Saturday, July 24, 2010

Back in the Shenandoah Valley





7/24

When I was backing to my space at the RV park last night I noticed that one of the torsion bars on my weight distributing hitch had come loose and the bar was just hanging down, definitely not doing what it was designed to do, and resting on one of my trailer safety chains; I hate to think of what could have happened if the bar had fallen on to the highway when I was at highway speeds. The little pin that holds the bar in place had broken out a week or so back and I went to a trailer hitch installation place and they told me not to worry because the weight of the trailer on the bar would keep it in place, that was several hundred miles ago.
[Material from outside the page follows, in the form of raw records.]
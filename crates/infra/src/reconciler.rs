//! Reconciliation orchestrator.
//!
//! One call per shelf-photo submission:
//!
//! ```text
//! raw detections → normalize → match (concurrent) → decide → mutate (Apply only)
//!                                                            ↘ conflicts (Escalate)
//! ```
//!
//! Every submitted detection ends up in exactly one of applied / conflicts /
//! errors, in submission order. Matching finishes for the whole batch before
//! the first write, so a catalog outage detected during matching aborts the
//! submission without having touched inventory.

use std::sync::Arc;
use std::time::Duration;

use chrono::Utc;
use futures::stream::{self, StreamExt};
use serde::{Deserialize, Serialize};
use thiserror::Error;
use tokio::task::JoinHandle;
use tokio::time::Instant;
use tracing::{debug, info, info_span, warn, Instrument};

use shelfsync_core::{ExpectedQuantity, SubmissionId, TenantId};
use shelfsync_inventory::{
    missing_expected, AppliedUpdate, AuditContext, AuditRecord, Conflict, Decision, DecisionPolicy,
    ItemError, ItemOutcome, MatchedItem, ReconciliationOutcome, NOT_FOUND_REASON,
};
use shelfsync_vision::{normalize, DetectedItem, RawDetection};

use crate::audit::{AuditEmitter, AuditSink};
use crate::catalog::CatalogStore;
use crate::config::ReconcileConfig;
use crate::matcher::{CatalogMatcher, MatchError};
use crate::mutator::{InventoryMutator, MutationError};

/// Optional hints sent along with a shelf photo.
#[derive(Debug, Clone, Default, PartialEq, Serialize, Deserialize)]
#[serde(rename_all = "camelCase")]
pub struct SubmissionContext {
    #[serde(default)]
    pub location_hint: Option<String>,
    #[serde(default)]
    pub expected_product_names: Vec<String>,
}

/// One shelf-photo submission as produced by the vision collaborator.
#[derive(Debug, Clone, Default, PartialEq, Serialize, Deserialize)]
#[serde(rename_all = "camelCase")]
pub struct ShelfSubmission {
    pub detected_items: Vec<RawDetection>,
    #[serde(default)]
    pub context: SubmissionContext,
}

impl ShelfSubmission {
    pub fn new(detected_items: Vec<RawDetection>) -> Self {
        Self {
            detected_items,
            context: SubmissionContext::default(),
        }
    }

    pub fn with_context(mut self, context: SubmissionContext) -> Self {
        self.context = context;
        self
    }
}

#[derive(Debug, Error, Clone, PartialEq, Eq)]
pub enum ReconcileError {
    /// Every catalog lookup in the submission failed; nothing could be matched.
    #[error("catalog unavailable: all {attempted} lookup(s) failed (last error: {last_error})")]
    CatalogUnavailable { attempted: usize, last_error: String },
}

/// Result of one reconciliation run.
#[derive(Debug, Clone, PartialEq)]
pub struct Reconciliation {
    pub submission_id: SubmissionId,
    pub outcome: ReconciliationOutcome,
    pub audit: AuditRecord,
}

/// Per-item state after normalization and matching.
enum Staged {
    Matched(MatchedItem),
    Settled(ItemOutcome),
    LookupFailed(ItemOutcome, MatchError),
}

/// The shelf reconciliation pipeline.
///
/// `C` is shared by the matcher (reads) and the mutator (writes); pass an
/// `Arc` of the store.
pub struct Reconciler<C, S> {
    matcher: CatalogMatcher<C>,
    mutator: InventoryMutator<C>,
    policy: DecisionPolicy,
    audit: AuditEmitter<S>,
    lookup_concurrency: usize,
    submission_deadline: Duration,
}

impl<C, S> Reconciler<C, S>
where
    C: CatalogStore + Clone,
    S: AuditSink,
{
    pub fn new(catalog: C, sink: S, config: &ReconcileConfig) -> Self {
        Self {
            matcher: CatalogMatcher::new(catalog.clone(), config.matching, config.lookup_timeout),
            mutator: InventoryMutator::new(catalog, config.write_timeout),
            policy: config.decision,
            audit: AuditEmitter::new(sink),
            lookup_concurrency: config.lookup_concurrency.max(1),
            submission_deadline: config.submission_deadline,
        }
    }

    /// Reconcile one submission for `tenant_id`.
    pub async fn reconcile(
        &self,
        tenant_id: TenantId,
        submission: &ShelfSubmission,
    ) -> Result<Reconciliation, ReconcileError> {
        let submission_id = SubmissionId::new();
        let span = info_span!(
            "reconcile",
            tenant = %tenant_id,
            submission = %submission_id,
            items = submission.detected_items.len()
        );

        self.reconcile_inner(tenant_id, submission_id, submission)
            .instrument(span)
            .await
    }

    /// Run [`Reconciler::reconcile`] on its own task.
    ///
    /// Dropping the returned handle detaches the run instead of cancelling it,
    /// so every write that happens is still followed by its audit record.
    pub fn spawn_reconcile(
        self: &Arc<Self>,
        tenant_id: TenantId,
        submission: ShelfSubmission,
    ) -> JoinHandle<Result<Reconciliation, ReconcileError>>
    where
        C: 'static,
    {
        let this = Arc::clone(self);
        tokio::spawn(async move { this.reconcile(tenant_id, &submission).await })
    }

    async fn reconcile_inner(
        &self,
        tenant_id: TenantId,
        submission_id: SubmissionId,
        submission: &ShelfSubmission,
    ) -> Result<Reconciliation, ReconcileError> {
        let deadline = Instant::now() + self.submission_deadline;

        // 1) Normalize + match. Invalid items settle immediately; valid ones are
        //    looked up with bounded concurrency (`buffered` keeps input order).
        let normalized: Vec<Result<DetectedItem, ItemOutcome>> = submission
            .detected_items
            .iter()
            .map(|raw| {
                normalize(raw).map_err(|e| {
                    debug!(item = ?raw.display_name(), error = %e, "rejected detection");
                    ItemOutcome::Error(ItemError::new(
                        raw.display_name().map(str::to_string),
                        None,
                        e.to_string(),
                    ))
                })
            })
            .collect();

        let detected: Vec<&DetectedItem> = normalized.iter().filter_map(|r| r.as_ref().ok()).collect();
        let missing = missing_expected(&submission.context.expected_product_names, detected.iter().copied());

        let lookups = normalized.into_iter().map(|item| async move {
            match item {
                Err(outcome) => Staged::Settled(outcome),
                Ok(detected) => {
                    let name = detected.name().to_string();
                    match self.matcher.match_item(tenant_id, detected, Some(deadline)).await {
                        Ok(m) => Staged::Matched(m),
                        Err(e) => Staged::LookupFailed(
                            ItemOutcome::Error(ItemError::new(
                                Some(name),
                                None,
                                format!("catalog lookup failed: {e}"),
                            )),
                            e,
                        ),
                    }
                }
            }
        });
        let staged: Vec<Staged> = stream::iter(lookups)
            .buffered(self.lookup_concurrency)
            .collect()
            .await;

        // 2) A submission where no lookup succeeded is a collaborator outage,
        //    not a batch of per-item errors.
        let attempted = staged
            .iter()
            .filter(|s| !matches!(s, Staged::Settled(_)))
            .count();
        let failed: Vec<&MatchError> = staged
            .iter()
            .filter_map(|s| match s {
                Staged::LookupFailed(_, e) => Some(e),
                _ => None,
            })
            .collect();
        if attempted > 0 && failed.len() == attempted {
            let last_error = failed.last().map(|e| e.to_string()).unwrap_or_default();
            warn!(attempted, error = %last_error, "catalog unavailable; aborting submission");
            return Err(ReconcileError::CatalogUnavailable { attempted, last_error });
        }

        let confidences: Vec<f64> = staged
            .iter()
            .filter_map(|s| match s {
                Staged::Matched(m) => Some(m.confidence()),
                _ => None,
            })
            .collect();

        // 3) Decide + mutate, in submission order. Writes are sequential so two
        //    detections resolving to the same product see each other's write.
        let mut items: Vec<ItemOutcome> = Vec::with_capacity(staged.len());
        for stage in staged {
            let outcome = match stage {
                Staged::Settled(o) | Staged::LookupFailed(o, _) => o,
                Staged::Matched(m) => self.settle(tenant_id, m, deadline).await,
            };
            items.push(outcome);
        }

        let outcome = ReconciliationOutcome::from_items(items)
            .with_confidences(&confidences)
            .with_missing_expected(missing);

        info!(
            applied = outcome.applied().len(),
            conflicts = outcome.conflicts().len(),
            errors = outcome.errors().len(),
            batch_confidence = outcome.batch_confidence(),
            "shelf reconciliation finished"
        );

        // 4) Audit (best-effort).
        let audit = self.audit.emit(
            &outcome,
            &AuditContext {
                tenant_id,
                submission_id,
                location_hint: submission.context.location_hint.clone(),
                occurred_at: Utc::now(),
            },
        );

        Ok(Reconciliation {
            submission_id,
            outcome,
            audit,
        })
    }

    async fn settle(&self, tenant_id: TenantId, item: MatchedItem, deadline: Instant) -> ItemOutcome {
        let (product_id, new_quantity) = match (self.policy.decide(&item), item.product_id()) {
            (Decision::Apply { new_quantity }, Some(product_id)) => (product_id, new_quantity),
            (Decision::Apply { .. }, None) => {
                // decide() escalates unmatched items first; kept for exhaustiveness.
                return ItemOutcome::Conflict(Conflict::new(item.name(), None, NOT_FOUND_REASON));
            }
            (Decision::Escalate { reason }, product_id) => {
                debug!(item = item.name(), reason = %reason, "escalated for review");
                return ItemOutcome::Conflict(Conflict::new(item.name(), product_id, reason));
            }
        };

        let old_quantity = item.current_quantity();
        let result = self
            .mutator
            .apply(
                tenant_id,
                product_id,
                ExpectedQuantity::Exact(old_quantity),
                new_quantity,
                Some(deadline),
            )
            .await;

        match result {
            Ok(()) => ItemOutcome::Applied(AppliedUpdate {
                product_id,
                item_name: item.name().to_string(),
                old_quantity,
                new_quantity,
                confidence: item.confidence(),
            }),
            Err(MutationError::Conflict { expected, actual }) => ItemOutcome::Conflict(Conflict::new(
                item.name(),
                Some(product_id),
                format!(
                    "Quantity changed during reconciliation (read {expected}, now {actual}); detected {new_quantity}"
                ),
            )),
            Err(e) => ItemOutcome::Error(ItemError::new(
                Some(item.name().to_string()),
                Some(product_id),
                e.to_string(),
            )),
        }
    }
}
Well as I drive down the road and hit bumps and highway undulations and the trailer moves up and down I guess the torque weight can come off the bar momentarily and at some point it can come out. I don’t know if it happened on the road or just last night when I was backing into the tightest campsite I’ve had on this trip, all I know is that I feel lucky.
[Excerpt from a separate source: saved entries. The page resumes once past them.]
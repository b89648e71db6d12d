use serde::Serialize;

use shelfsync_core::ProductId;
use shelfsync_vision::DetectedItem;

use crate::catalog::CatalogProduct;

/// Default cap on catalog candidates considered per detection.
pub const DEFAULT_CANDIDATE_LIMIT: usize = 5;

/// Default confidence multiplier for detections with no catalog anchor.
pub const DEFAULT_UNMATCHED_PENALTY: f64 = 0.5;

/// Tunables for resolving detections against the catalog.
#[derive(Debug, Clone, Copy, PartialEq)]
pub struct MatchPolicy {
    pub candidate_limit: usize,
    pub unmatched_penalty: f64,
}

impl Default for MatchPolicy {
    fn default() -> Self {
        Self {
            candidate_limit: DEFAULT_CANDIDATE_LIMIT,
            unmatched_penalty: DEFAULT_UNMATCHED_PENALTY,
        }
    }
}

/// The catalog product a detection resolved to, as read at match time.
#[derive(Debug, Clone, PartialEq, Eq, Serialize)]
#[serde(rename_all = "camelCase")]
pub struct MatchedProduct {
    pub product_id: ProductId,
    pub sku: String,
    pub title: String,
    /// Baseline used for the decision and for the conditional write.
    pub current_quantity: i64,
}

impl From<&CatalogProduct> for MatchedProduct {
    fn from(p: &CatalogProduct) -> Self {
        Self {
            product_id: p.product_id,
            sku: p.sku.clone(),
            title: p.title.clone(),
            current_quantity: p.quantity,
        }
    }
}

/// A detection paired with its catalog resolution.
///
/// Unmatched items carry no product, report a current quantity of 0 and have
/// their confidence multiplied by the unmatched penalty.
#[derive(Debug, Clone, PartialEq, Serialize)]
#[serde(rename_all = "camelCase")]
pub struct MatchedItem {
    detected: DetectedItem,
    product: Option<MatchedProduct>,
    confidence: f64,
}

impl MatchedItem {
    pub fn matched(detected: DetectedItem, product: MatchedProduct) -> Self {
        let confidence = detected.confidence();
        Self {
            detected,
            product: Some(product),
            confidence,
        }
    }

    pub fn unmatched(detected: DetectedItem, penalty: f64) -> Self {
        let confidence = detected.confidence() * penalty;
        Self {
            detected,
            product: None,
            confidence,
        }
    }

    pub fn name(&self) -> &str {
        self.detected.name()
    }

    pub fn detected_quantity(&self) -> i64 {
        self.detected.estimated_quantity()
    }

    pub fn product_id(&self) -> Option<ProductId> {
        self.product.as_ref().map(|p| p.product_id)
    }

    pub fn current_quantity(&self) -> i64 {
        self.product.as_ref().map(|p| p.current_quantity).unwrap_or(0)
    }

    /// Effective confidence (after any unmatched penalty).
    pub fn confidence(&self) -> f64 {
        self.confidence
    }

    pub fn is_matched(&self) -> bool {
        self.product.is_some()
    }
}

/// Resolve a detection against the candidates the catalog returned for it.
///
/// `candidates` must be in the catalog's default ordering. Only the first
/// `candidate_limit` are considered. A candidate whose title or SKU equals the
/// detected name wins; otherwise the first candidate is taken. There is no
/// edit-distance ranking, so "Widget" on a shelf holding both "Widget Mini" and
/// "Widget Max" resolves to whichever the catalog lists first.
pub fn resolve(detected: DetectedItem, candidates: &[CatalogProduct], policy: &MatchPolicy) -> MatchedItem {
    let considered = &candidates[..candidates.len().min(policy.candidate_limit)];

    let chosen = considered
        .iter()
        .find(|p| p.is_exact_match(detected.name()))
        .or_else(|| considered.first());

    match chosen {
        Some(product) => MatchedItem::matched(detected, MatchedProduct::from(product)),
        None => MatchedItem::unmatched(detected, policy.unmatched_penalty),
    }
}

/// Expected product names for which no detection was reported.
///
/// A name counts as seen when some detected name contains it
/// (case-insensitive). Order follows `expected`; duplicates are collapsed.
pub fn missing_expected<'a>(
    expected: &[String],
    detected: impl IntoIterator<Item = &'a DetectedItem> + Clone,
) -> Vec<String> {
    let mut missing: Vec<String> = Vec::new();
    for name in expected {
        let needle = name.trim().to_lowercase();
        if needle.is_empty() {
            continue;
        }
        let seen = detected
            .clone()
            .into_iter()
            .any(|d| d.name().to_lowercase().contains(&needle));
        if !seen && !missing.iter().any(|m| m.trim().to_lowercase() == needle) {
            missing.push(name.trim().to_string());
        }
    }
    missing
}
I asked around and a lady told me her husband might know someone so she called out to Buddy, who was in bib-overalls, who looked at the hitch and said he thought Allen could fix it and he called Allen. Buddy told me to go about 4-miles down US-340, past a commercial building on my right, he said it was some kind of mechanical contractor building, and then turn right at the next road that was “Allen’s Rd.”, yep; love exact directions but they got me there. Allen said he had fixed this kind of problem before and would work on it and call me when he was done but first he had to go out and see about two silos and if they could be fixed. Allen seems to be that person that every small-town has that fixes everything. He wouldn’t let me pay him. You can see that I really couldn’t drive into his shop area because this rig operator had gotten jack-knifed and now his tractor wheels were spinning, so I just disconnected the hitch from the Tahoe and walked it over.

I spent the rest of the day back up in Shenandoah National Park hiking and drinking in nature. What I did was one of those dumb hikes that I don’t like but sometimes do because it just works out that way. What I mean is first you go totally downhill for 2.3 miles and then you have to return back uphill for the 2.3 miles when you are not fresh, blah! And to really keep me on my toes before I left the trailhead at the parking lot I saw a rattle-snake, other than bugs, the only other thing I saw on the trail was another snake, a garter snake. The trail was well maintained and it was 83 deg on the mountain and probably a couple of degrees less in the tree and on the trail, it was 101 deg when I got back down to the RV park, pool time.

Oh yes, when I got to the top of the waterfall I was hiking down to what to my wondering I should appear but a group of Korean men and women hikers and one of the men was yelling a Nature and the others thought it was funny; different cultures.

And to celebrate what a good day I had I went out for a Virginia Ham supper; um, um, good!